Designer and illustrator Dani Donovan recently created nine tips to help us all communicate more clearly and effectively in the emails we write.
Dani tweaks the things we tend to write most often in emails, rephrasing each to make them all more powerful and direct.
The result? Big changes in how we communicate—and how others perceive us. (And, Dani says, in how we view ourselves.)
Source: Twitter
I talk about ridiculously good writing in my own email newsletter. (Subscribe here.) And Dani’s chart is a good visual reminder that words matter:
How you frame your thoughts affects how well you’re understood. It also affects how people perceive you.
Dani’s chart also made me think more broadly about ambiguity in email.
Because as much as I love email (and perhaps you do, too), it also lends itself to being misunderstood, more so than most writing.
Why is that? I have a few hunches.
Hunch #1 is that email tends to be ambiguous because of its immediacy: Most of us dash off an email without a lot of forethought.
Hunch #2 is that nuance in email is often impossible to convey. I dislike the advice to “write like you talk,” but I especially dislike it for email because what you can easily communicate face-to-face gets lost in email.
Hunch #3 is the most important, so I’m dropping it here in all caps: TOO OFTEN WE DON’T PAUSE BEFORE WE HIT THE SEND BUTTON.
We skip the step I talk about in Everybody Writes to take a beat. To re-read what you’ve written.
But: Read as the recipient.
Swap places with your reader: Be a skeptic of your own words. Get out of your own head. Step into your reader’s. Read your email through his or her eyes—from the recipients’ point of view.
As you do so, ask yourself five simple questions:
Is my point clear?
Could I make this point more simply? (Am I making it too hard to figure out what I’m trying to say?)
Could I make this point in fewer words?
What question would I have after reading this?
What do I want the reader to do? (Nothing is fine. But is the “FYI only” clear?)
I’ve been noticing and recording ambiguous emails that have dropped into my own inbox. The awkward sentences, the unclear subject lines, the emails that make me try to guess … what’s being asked of me here?
Let’s live-edit these actual emails from my actual inbox together, okay? The goal is to remove the ambiguity and add clarity.
Ready? Lezgo!
What I read as a Subject Line:
Friday, 2:28 PM
“Proposal for Tuesday”
What I should have read:
“PLEASE COMMENT: Proposal for Tuesday”
Why: Tell me what I need to do with this proposal.
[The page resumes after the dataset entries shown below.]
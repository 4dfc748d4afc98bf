//! Minimum-rest and limit calculations.

use serde::{Deserialize, Serialize};

use crate::clock::format_hhmm;
use crate::policy::PolicyParams;

/// Minimum rest (PD) after a service period of `service_minutes`, given the
/// longitude delta crossed in whole degrees.
pub fn minimum_rest(policy: &PolicyParams, service_minutes: i64, lon_delta_degrees: i64) -> i64 {
    let base = policy
        .duty_base_minutes
        .max(service_minutes + policy.duty_offset_minutes);
    base + longitude_surcharge(policy, lon_delta_degrees)
}

/// Extra rest owed for crossing more than the trigger longitude delta.
pub fn longitude_surcharge(policy: &PolicyParams, lon_delta_degrees: i64) -> i64 {
    if lon_delta_degrees <= policy.lon_trigger_degrees {
        return 0;
    }
    let steps = if policy.lon_step_degrees > 0 {
        (lon_delta_degrees - policy.lon_trigger_degrees).div_euclid(policy.lon_step_degrees)
    } else {
        0
    };
    policy.lon_base_extra_minutes + steps * policy.lon_step_minutes
}

/// `true` when `value_minutes` does not exceed `max_minutes`.
pub fn check_against_max(value_minutes: i64, max_minutes: i64) -> bool {
    value_minutes <= max_minutes
}

/// Outcome of comparing a planned rest with the computed minimum.
#[derive(Debug, Clone, Copy, PartialEq, Eq, Serialize, Deserialize)]
#[serde(tag = "status", content = "minutes", rename_all = "snake_case")]
pub enum RestComparison {
    Surplus(i64),
    Deficit(i64),
}

impl RestComparison {
    pub fn compare(planned_minutes: i64, minimum_minutes: i64) -> Self {
        let diff = planned_minutes - minimum_minutes;
        if diff >= 0 {
            Self::Surplus(diff)
        } else {
            Self::Deficit(-diff)
        }
    }

    pub fn is_compliant(&self) -> bool {
        matches!(self, Self::Surplus(_))
    }

    /// `margen +HH:MM` or `déficit HH:MM`.
    pub fn describe(&self) -> String {
        match self {
            Self::Surplus(m) => format!("margen +{}", format_hhmm(*m)),
            Self::Deficit(m) => format!("déficit {}", format_hhmm(*m)),
        }
    }
}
In this case, I needed to read and comment on it prior to a Tuesday afternoon meeting. I completely missed that my comments were needed, by the way—at least until I got a follow-up, frantic email Tuesday morning.
This edit is inspired by Navy veteran and author Kabir Sehgal, who suggests that email subject lines with ALL CAPS keywords say right up front what your recipient needs to do with your email.
The military uses keywords to characterize the nature of the email in the subject, he says. For example:
ACTION: Compulsory for the recipient to take some action
INFO: Status update for informational purposes; no response or action required
DECISION: Requires a decision
REQUEST: Seeks permission or approval
There are more. I would throw in a PLEASE, because that softens the SHOUTY CAPS. But you get the idea.
I like this approach because it requires you to give some thought to what you’re really asking of the recipient. And you’re projecting it right up front.
What I read:
Tuesday, 10:38 AM
“I suggested that he reach out to you to discuss ASAP today.”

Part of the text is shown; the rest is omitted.